Exercise material:
————————

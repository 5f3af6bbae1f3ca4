//! Exists: existential filtering over a joined relationship.
//!
//! Exists does not join; it filters the parent stream produced by a
//! prior hidden Join to the rows whose named relationship yields at
//! least one child (`Exists`) or none (`NotExists`). The child count per
//! parent key is cached in storage so child-side pushes can drive 0 <-> 1
//! visibility transitions without refetching, and so fetches observe the
//! operator's processed state rather than recomputing mid-push.

use crate::change::Change;
use crate::node::Node;
use crate::operator::{
    wire, FetchRequest, NodeStream, Operator, OperatorRef, Output, OutputEdge,
};
use crate::storage::{encode_key, Storage, StorageValue};
use alloc::boxed::Box;
use alloc::rc::{Rc, Weak};
use alloc::string::String;
use rivulet_core::SourceSchema;

/// Whether the relationship must or must not have children.
#[derive(Clone, Copy, Debug, PartialEq, Eq)]
pub enum ExistsMode {
    Exists,
    NotExists,
}

impl ExistsMode {
    fn visible(&self, size: usize) -> bool {
        match self {
            ExistsMode::Exists => size > 0,
            ExistsMode::NotExists => size == 0,
        }
    }
}

/// Filters parents by the child count of one relationship.
pub struct Exists {
    input: OperatorRef,
    storage: Rc<dyn Storage>,
    relationship: String,
    mode: ExistsMode,
    schema: Rc<SourceSchema>,
    output: OutputEdge,
}

impl Exists {
    /// Creates an exists filter over `input` and wires itself as its
    /// output. `relationship` must be declared on the input's schema.
    pub fn new(
        input: OperatorRef,
        storage: Rc<dyn Storage>,
        relationship: impl Into<String>,
        mode: ExistsMode,
    ) -> Rc<Exists> {
        let relationship = relationship.into();
        let schema = input.schema();
        assert!(
            schema.relationship(&relationship).is_some(),
            "exists over undeclared relationship {}",
            relationship
        );
        let exists = Rc::new(Exists {
            input,
            storage,
            relationship,
            mode,
            schema,
            output: OutputEdge::new(),
        });
        wire(&exists.input, &exists);
        exists
    }

    fn cache_key(&self, node: &Node) -> String {
        encode_key(&self.schema.row_key(node.row()))
    }

    fn cached(&self, key: &str) -> Option<usize> {
        match self.storage.get(key) {
            Some(StorageValue::Count(n)) => Some(n),
            None => None,
            Some(other) => panic!("unexpected exists storage entry {:?}", other),
        }
    }

    fn count_children(&self, node: &Node) -> usize {
        node.related(&self.relationship)
            .expect("input node lacks the exists relationship")
            .count()
    }

    /// The child count for a node, from cache or computed and cached.
    fn size_of(&self, node: &Node) -> usize {
        let key = self.cache_key(node);
        match self.cached(&key) {
            Some(n) => n,
            None => {
                let n = self.count_children(node);
                self.storage.set(key, StorageValue::Count(n));
                n
            }
        }
    }
}

impl Operator for Exists {
    fn schema(&self) -> Rc<SourceSchema> {
        self.schema.clone()
    }

    fn fetch(&self, req: &FetchRequest) -> NodeStream {
        let storage = self.storage.clone();
        let schema = self.schema.clone();
        let relationship = self.relationship.clone();
        let mode = self.mode;
        Box::new(self.input.fetch(req).filter(move |node| {
            let key = encode_key(&schema.row_key(node.row()));
            let size = match storage.get(&key) {
                Some(StorageValue::Count(n)) => n,
                _ => {
                    let n = node
                        .related(&relationship)
                        .expect("input node lacks the exists relationship")
                        .count();
                    storage.set(key, StorageValue::Count(n));
                    n
                }
            };
            mode.visible(size)
        }))
    }

    fn cleanup(&self, req: &FetchRequest) -> NodeStream {
        let storage = self.storage.clone();
        let schema = self.schema.clone();
        let relationship = self.relationship.clone();
        let mode = self.mode;
        Box::new(self.input.cleanup(req).filter(move |node| {
            let key = encode_key(&schema.row_key(node.row()));
            let size = match storage.get(&key) {
                Some(StorageValue::Count(n)) => n,
                _ => node
                    .related(&relationship)
                    .expect("input node lacks the exists relationship")
                    .count(),
            };
            storage.remove(&key);
            mode.visible(size)
        }))
    }

    fn set_output(&self, output: Weak<dyn Output>) {
        self.output.set(output);
    }

    fn destroy(&self) {
        self.input.destroy();
    }
}

impl Output for Exists {
    fn push(&self, change: Change) {
        match change {
            Change::Add(node) => {
                let key = self.cache_key(&node);
                let size = self.count_children(&node);
                self.storage.set(key, StorageValue::Count(size));
                if self.mode.visible(size) {
                    self.output.push(Change::Add(node));
                }
            }
            Change::Remove(node) => {
                let key = self.cache_key(&node);
                let size = self.cached(&key).unwrap_or_else(|| self.count_children(&node));
                self.storage.remove(&key);
                if self.mode.visible(size) {
                    self.output.push(Change::Remove(node));
                }
            }
            Change::Edit { old, new } => {
                let key = self.cache_key(&new);
                let size = self.cached(&key).unwrap_or_else(|| self.count_children(&new));
                self.storage.set(key, StorageValue::Count(size));
                if self.mode.visible(size) {
                    self.output.push(Change::Edit { old, new });
                }
            }
            Change::Child {
                node,
                relationship,
                change,
            } if relationship == self.relationship => {
                let key = self.cache_key(&node);
                let Some(old_size) = self.cached(&key) else {
                    // Never hydrated here, so nothing was emitted
                    // downstream; record the post-change count and stop.
                    let size = self.count_children(&node);
                    self.storage.set(key, StorageValue::Count(size));
                    return;
                };
                let new_size = match &*change {
                    Change::Add(_) => old_size + 1,
                    Change::Remove(_) => {
                        debug_assert!(old_size > 0, "child remove below an empty relationship");
                        old_size.saturating_sub(1)
                    }
                    _ => old_size,
                };
                self.storage
                    .set(key, StorageValue::Count(new_size));

                let was = self.mode.visible(old_size);
                let is = self.mode.visible(new_size);
                match (was, is) {
                    (false, true) => self.output.push(Change::Add(node)),
                    (true, false) => self.output.push(Change::Remove(node)),
                    (true, true) => self.output.push(Change::Child {
                        node,
                        relationship,
                        change,
                    }),
                    (false, false) => {}
                }
            }
            Change::Child {
                node,
                relationship,
                change,
            } => {
                let visible = {
                    let key = self.cache_key(&node);
                    self.cached(&key).map(|n| self.mode.visible(n))
                };
                if visible.unwrap_or(false) {
                    self.output.push(Change::Child {
                        node,
                        relationship,
                        change,
                    });
                }
            }
        }
    }
}
//! Property-based tests for the flip transform and the windowing
//! operators.
//!
//! These verify the equivalences the engine is built around: a flipped
//! pipeline is observably identical to the unflipped one over random
//! data, Take windows always equal the sorted prefix, and
//! SortToRootOrder slices exactly like an in-memory sort.

use proptest::prelude::*;
use rivulet_core::schema::SchemaBuilder;
use rivulet_core::{DataType, OrderSpec, Row, Value};
use rivulet_ivm::{
    snapshot_rows, FetchRequest, MemorySource, MemoryStorage, Operator, OperatorRef, Source, Start,
    Take,
};
use rivulet_query::{compile, CatalogDelegate, Condition, Correlation, QueryAst, SortToRootOrder};
use std::collections::HashSet;
use std::rc::Rc;

fn user(id: i64) -> Row {
    Row::from_pairs([("id", Value::Int(id))])
}

fn order(id: i64, user_id: i64) -> Row {
    Row::from_pairs([("id", Value::Int(id)), ("user_id", Value::Int(user_id))])
}

fn catalog(users: &Rc<MemorySource>, orders: &Rc<MemorySource>) -> CatalogDelegate {
    let catalog = CatalogDelegate::new();
    catalog.register("users", users.clone());
    catalog.register("orders", orders.clone());
    catalog
}

fn users_source() -> Rc<MemorySource> {
    Rc::new(MemorySource::new(
        SchemaBuilder::new("users")
            .column("id", DataType::Int)
            .primary_key(&["id"])
            .build()
            .unwrap(),
    ))
}

fn orders_source() -> Rc<MemorySource> {
    Rc::new(MemorySource::new(
        SchemaBuilder::new("orders")
            .column("id", DataType::Int)
            .column("user_id", DataType::Int)
            .primary_key(&["id"])
            .build()
            .unwrap(),
    ))
}

fn exists_query(flip: bool) -> QueryAst {
    let exists = Condition::exists(
        Correlation::new(["id"], ["user_id"]),
        QueryAst::table("orders"),
    );
    let exists = if flip { exists.flipped() } else { exists };
    QueryAst::table("users")
        .with_order_by(OrderSpec::asc("id"))
        .with_where(exists)
}

fn ids(rows: Vec<Row>) -> Vec<i64> {
    rows.iter()
        .map(|r| r.get("id").unwrap().as_int().unwrap())
        .collect()
}

proptest! {
    /// Flipped and unflipped pipelines agree on arbitrary datasets,
    /// both after hydration and after incremental removals.
    #[test]
    fn flipped_matches_unflipped(
        user_ids in prop::collection::hash_set(0i64..25, 0..20),
        order_refs in prop::collection::vec((0i64..40, 0i64..25), 0..40),
    ) {
        let users = users_source();
        let orders = orders_source();
        for &id in &user_ids {
            users.add(user(id));
        }
        let mut seen = HashSet::new();
        for &(oid, uid) in &order_refs {
            if seen.insert(oid) {
                orders.add(order(oid, uid));
            }
        }

        let catalog = catalog(&users, &orders);
        let unflipped = compile(exists_query(false), &catalog).unwrap();
        let flipped = compile(exists_query(true), &catalog).unwrap();

        prop_assert_eq!(ids(snapshot_rows(&unflipped)), ids(snapshot_rows(&flipped)));
    }

    /// After hydration, random order insertions and deletions keep the
    /// two pipelines in lockstep.
    #[test]
    fn flipped_matches_unflipped_under_pushes(
        user_ids in prop::collection::hash_set(0i64..15, 1..10),
        initial in prop::collection::vec((0i64..30, 0i64..15), 0..20),
        ops in prop::collection::vec((any::<bool>(), 0i64..30, 0i64..15), 0..20),
    ) {
        let users = users_source();
        let orders = orders_source();
        for &id in &user_ids {
            users.add(user(id));
        }
        let mut live: std::collections::HashMap<i64, i64> = std::collections::HashMap::new();
        for &(oid, uid) in &initial {
            if !live.contains_key(&oid) {
                live.insert(oid, uid);
                orders.add(order(oid, uid));
            }
        }

        let catalog = catalog(&users, &orders);
        let unflipped = compile(exists_query(false), &catalog).unwrap();
        let flipped = compile(exists_query(true), &catalog).unwrap();
        let _ = snapshot_rows(&unflipped);
        let _ = snapshot_rows(&flipped);

        for &(add, oid, uid) in &ops {
            if add {
                if !live.contains_key(&oid) {
                    live.insert(oid, uid);
                    orders.add(order(oid, uid));
                }
            } else if let Some(uid) = live.remove(&oid) {
                orders.remove(order(oid, uid));
            }
        }

        prop_assert_eq!(ids(snapshot_rows(&unflipped)), ids(snapshot_rows(&flipped)));
    }

    /// A take window is always the sorted prefix of whatever rows
    /// remain upstream, regardless of push order.
    #[test]
    fn take_window_is_sorted_prefix(
        initial in prop::collection::hash_set(0i64..50, 0..25),
        ops in prop::collection::vec((any::<bool>(), 0i64..50), 0..25),
        limit in 1usize..6,
    ) {
        let source = Rc::new(MemorySource::new(
            SchemaBuilder::new("items")
                .column("id", DataType::Int)
                .primary_key(&["id"])
                .build()
                .unwrap(),
        ));
        let mut live: HashSet<i64> = HashSet::new();
        for &id in &initial {
            live.insert(id);
            source.add(user(id));
        }

        let conn = source.connect(&OrderSpec::asc("id"), &[], &[]);
        let take: OperatorRef = Take::new(conn.input, Rc::new(MemoryStorage::new()), limit, None);
        let _ = snapshot_rows(&take);

        for &(add, id) in &ops {
            if add {
                if live.insert(id) {
                    source.add(user(id));
                }
            } else if live.remove(&id) {
                source.remove(user(id));
            }
        }

        let mut expected: Vec<i64> = live.iter().copied().collect();
        expected.sort_unstable();
        expected.truncate(limit);
        prop_assert_eq!(ids(snapshot_rows(&take)), expected);
    }

    /// Sorting then slicing with start/reverse equals sorting the full
    /// set in memory and slicing it.
    #[test]
    fn sort_to_root_order_round_trip(
        rows in prop::collection::hash_set((0i64..40, 0i64..10), 1..25),
        start_index in 0usize..30,
        reverse in any::<bool>(),
        exclusive in any::<bool>(),
    ) {
        let source = Rc::new(MemorySource::new(
            SchemaBuilder::new("items")
                .column("id", DataType::Int)
                .column("rank", DataType::Int)
                .primary_key(&["id"])
                .build()
                .unwrap(),
        ));
        let mut by_id = HashSet::new();
        let mut dataset: Vec<(i64, i64)> = Vec::new();
        for &(id, rank) in &rows {
            if by_id.insert(id) {
                dataset.push((id, rank));
                source.add(Row::from_pairs([
                    ("id", Value::Int(id)),
                    ("rank", Value::Int(rank)),
                ]));
            }
        }

        let order = OrderSpec::asc("rank").then_asc("id");
        let conn = source.connect(&OrderSpec::asc("id"), &[], &[]);
        let sorter: OperatorRef = SortToRootOrder::new(conn.input, order);

        // Expected: sort in memory, orient, slice at the start row.
        dataset.sort_by_key(|&(id, rank)| (rank, id));
        if reverse {
            dataset.reverse();
        }
        let start_index = start_index.min(dataset.len() - 1);
        let (start_id, start_rank) = dataset[start_index];
        let expected: Vec<i64> = dataset[start_index + usize::from(exclusive)..]
            .iter()
            .map(|&(id, _)| id)
            .collect();

        let start_row = Row::from_pairs([
            ("id", Value::Int(start_id)),
            ("rank", Value::Int(start_rank)),
        ]);
        let start = if exclusive {
            Start::after(start_row)
        } else {
            Start::at(start_row)
        };
        let mut req = FetchRequest::new().with_start(start);
        req.reverse = reverse;

        let got: Vec<i64> = sorter
            .fetch(&req)
            .map(|n| n.row().get("id").unwrap().as_int().unwrap())
            .collect();
        prop_assert_eq!(got, expected);
    }
}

————————

Task brief:
Your response should contain each line of the listing in which the word "impl" occurs.

Output for this task:
impl ExistsMode {
impl Exists {
        relationship: impl Into<String>,
impl Operator for Exists {
impl Output for Exists {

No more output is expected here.